When we heard that an old steam train was transporting fairgoers from Siena, we couldn’t resist and booked seats. Leaving foggy Siena at nine in the morning, we travelled south toward Montalcino, passing kitchen gardens and castles, through red and gold autumnal vineyards and industrials zones. And then, after Monte Amiata, the highest point in Tuscany, we came upon the undulating, cypress studded hills of the Crete Senese, eventually arriving at the tiny medieval village which for the past twenty years has awarded an international prize, the “Truffle for Peace”.

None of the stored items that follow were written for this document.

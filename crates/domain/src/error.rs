use std::fmt;

#[derive(Debug, Clone, Copy, PartialEq, Eq)]
pub enum Entity {
    Muscle,
    Exercise,
}

impl fmt::Display for Entity {
    fn fmt(&self, f: &mut fmt::Formatter) -> fmt::Result {
        write!(
            f,
            "{}",
            match self {
                Entity::Muscle => "muscle",
                Entity::Exercise => "exercise",
            }
        )
    }
}

#[derive(thiserror::Error, Debug)]
pub enum ReadError {
    #[error("{0} not found")]
    NotFound(Entity),
    #[error(transparent)]
    Storage(#[from] StorageError),
    #[error(transparent)]
    Other(#[from] Box<dyn std::error::Error>),
}

#[derive(thiserror::Error, Debug)]
pub enum CreateError {
    #[error("{0} already exists")]
    Conflict(Entity),
    #[error("{0} not found")]
    NotFound(Entity),
    #[error(transparent)]
    Storage(#[from] StorageError),
    #[error(transparent)]
    Other(#[from] Box<dyn std::error::Error>),
}

impl From<ReadError> for CreateError {
    fn from(value: ReadError) -> Self {
        match value {
            ReadError::NotFound(entity) => CreateError::NotFound(entity),
            ReadError::Storage(storage) => CreateError::Storage(storage),
            ReadError::Other(other) => CreateError::Other(other),
        }
    }
}

#[derive(thiserror::Error, Debug)]
pub enum UpdateError {
    #[error(transparent)]
    Invalid(#[from] ValidationError),
    #[error("{0} not found")]
    NotFound(Entity),
    #[error(transparent)]
    Storage(#[from] StorageError),
    #[error(transparent)]
    Other(#[from] Box<dyn std::error::Error>),
}

impl From<ReadError> for UpdateError {
    fn from(value: ReadError) -> Self {
        match value {
            ReadError::NotFound(entity) => UpdateError::NotFound(entity),
            ReadError::Storage(storage) => UpdateError::Storage(storage),
            ReadError::Other(other) => UpdateError::Other(other),
        }
    }
}

#[derive(thiserror::Error, Debug)]
pub enum DeleteError {
    #[error("{0} not found")]
    NotFound(Entity),
    #[error(transparent)]
    Storage(#[from] StorageError),
    #[error(transparent)]
    Other(#[from] Box<dyn std::error::Error>),
}

impl From<ReadError> for DeleteError {
    fn from(value: ReadError) -> Self {
        match value {
            ReadError::NotFound(entity) => DeleteError::NotFound(entity),
            ReadError::Storage(storage) => DeleteError::Storage(storage),
            ReadError::Other(other) => DeleteError::Other(other),
        }
    }
}

#[derive(thiserror::Error, Debug)]
pub enum StorageError {
    #[error(transparent)]
    CorruptDocument(#[from] CorruptDocumentError),
    #[error(transparent)]
    Other(#[from] Box<dyn std::error::Error>),
}

/// A stored value that does not have the shape of the expected document.
#[derive(thiserror::Error, Debug, Clone, PartialEq, Eq)]
#[error("corrupt document under key \"{key}\": {reason}")]
pub struct CorruptDocumentError {
    pub key: String,
    pub reason: String,
}

impl CorruptDocumentError {
    pub fn new(key: impl Into<String>, reason: impl ToString) -> Self {
        Self {
            key: key.into(),
            reason: reason.to_string(),
        }
    }
}

#[derive(thiserror::Error, Debug)]
pub enum ValidationError {
    #[error("{0} is required")]
    Missing(String),
    #[error("{0} already exists")]
    Conflict(String),
    #[error(transparent)]
    Other(#[from] Box<dyn std::error::Error>),
}

#[cfg(test)]
mod tests {
    use pretty_assertions::assert_eq;

    use super::*;

    #[test]
    fn test_create_error_from_read_error() {
        assert!(matches!(
            CreateError::from(ReadError::NotFound(Entity::Muscle)),
            CreateError::NotFound(Entity::Muscle)
        ));
        assert!(matches!(
            CreateError::from(ReadError::Storage(StorageError::CorruptDocument(
                CorruptDocumentError::new("muscles", "expected array")
            ))),
            CreateError::Storage(StorageError::CorruptDocument(_))
        ));
        assert!(matches!(
            CreateError::from(ReadError::Other("foo".into())),
            CreateError::Other(error) if error.to_string() == "foo"
        ));
    }

    #[test]
    fn test_update_error_from_read_error() {
        assert!(matches!(
            UpdateError::from(ReadError::NotFound(Entity::Exercise)),
            UpdateError::NotFound(Entity::Exercise)
        ));
        assert!(matches!(
            UpdateError::from(ReadError::Other("foo".into())),
            UpdateError::Other(error) if error.to_string() == "foo"
        ));
    }

    #[test]
    fn test_delete_error_from_read_error() {
        assert!(matches!(
            DeleteError::from(ReadError::NotFound(Entity::Muscle)),
            DeleteError::NotFound(Entity::Muscle)
        ));
        assert!(matches!(
            DeleteError::from(ReadError::Other("foo".into())),
            DeleteError::Other(error) if error.to_string() == "foo"
        ));
    }

    #[test]
    fn test_error_display() {
        assert_eq!(
            ReadError::NotFound(Entity::Exercise).to_string(),
            "exercise not found"
        );
        assert_eq!(
            CreateError::Conflict(Entity::Muscle).to_string(),
            "muscle already exists"
        );
        assert_eq!(
            StorageError::from(CorruptDocumentError::new("muscles", "missing field `name`"))
                .to_string(),
            "corrupt document under key \"muscles\": missing field `name`"
        );
        assert_eq!(
            ValidationError::Missing("notes".to_string()).to_string(),
            "notes is required"
        );
    }
}
use std::{collections::BTreeMap, sync::Mutex};

use anyhow::anyhow;

use crate::{KeyValueError, KeyValueStore};

/// Volatile store, mainly used as a stand-in for persistent storage.
#[derive(Debug, Default)]
pub struct MemoryStore {
    items: Mutex<BTreeMap<String, String>>,
}

impl MemoryStore {
    #[must_use]
    pub fn new() -> Self {
        Self::default()
    }

    #[must_use]
    pub fn with_items<'a>(items: impl IntoIterator<Item = (&'a str, &'a str)>) -> Self {
        Self {
            items: Mutex::new(
                items
                    .into_iter()
                    .map(|(k, v)| (k.to_string(), v.to_string()))
                    .collect(),
            ),
        }
    }

    fn items(&self) -> Result<std::sync::MutexGuard<'_, BTreeMap<String, String>>, KeyValueError> {
        self.items
            .lock()
            .map_err(|_| KeyValueError::Other(anyhow!("memory store lock poisoned")))
    }
}

impl KeyValueStore for MemoryStore {
    fn get_item(&self, key: &str) -> Result<Option<String>, KeyValueError> {
        Ok(self.items()?.get(key).cloned())
    }

    fn set_item(&self, key: &str, value: &str) -> Result<(), KeyValueError> {
        self.items()?.insert(key.to_string(), value.to_string());
        Ok(())
    }

    fn remove_item(&self, key: &str) -> Result<(), KeyValueError> {
        self.items()?.remove(key);
        Ok(())
    }
}
pub mod analyzers;
pub mod cli;
pub mod config;
pub mod error;
pub mod models;
pub mod processors;
pub mod readers;
pub mod utils;
pub mod writers;

pub use error::{ProcessingError, Result};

Hungry by then, we decided on a quick lunch of hot sausage and melted pecorino crostini washed down by good red country wine, readily available in these parts. We wandered off to pet the truffle dogs, and explore the various booths, bottegas, and cantinas which were showing off their wares and offering samples: olive wood kitchen utensils, honey, pecorino cheeses of various ages, marmelades and condiments. The tavernas delivered up truffle-flavored everything, from antipasti to dolci. The wine flowed, a blacksmith and a falconer displayed their skills, and a fashion show of clothes made from hempfibers rounded off the afternoon’s agenda.

Unlike the big, commercial truffle fair up north in Alba, this is strictly a local production, and everyone seems to know each other. Alongside the tables set up by the truffle hunters, with their traditional blue plaid tea towels filled with fragrant white truffles, other villagers were selling fresh, just-pressed olive oil. Our friend Jeff particularly recommended one vendor who was giving out lots of free samples. I couldn’t resist the salsa of artichokes, the garlic sprouts preserved in olive oil, and the pumpkin mostardo.

The small museum, located in the bright, vaulted castle rooms, still shows traces of 16th century frescoes. The exhibits are self-guided and interactive, designed to introduce all ages to an understanding of what a truffle is, how it can be identified by the senses, how it has been perceived throughout history, how to cook and preserve it. A video takes us on a truffle hunt. Another shows three local cooks demonstrating recipes. At the end of our visit I bought two excellent truffle cookbooks from a friendly staffer, both in Italian, one with an English translation.

If you find yourself in Tuscany some November, I recommend this decidedly un-touristy local gastronomic event.

Museo del Tartufo e Centro di Documentazione
Piazza Gramsci, 1 (Castello Comunale)
53020 San Giovanni d’Asso / 39-0577-803101 (Comune)
Weekends 10-1, 2-6 (call ahead). Admission is $3.70.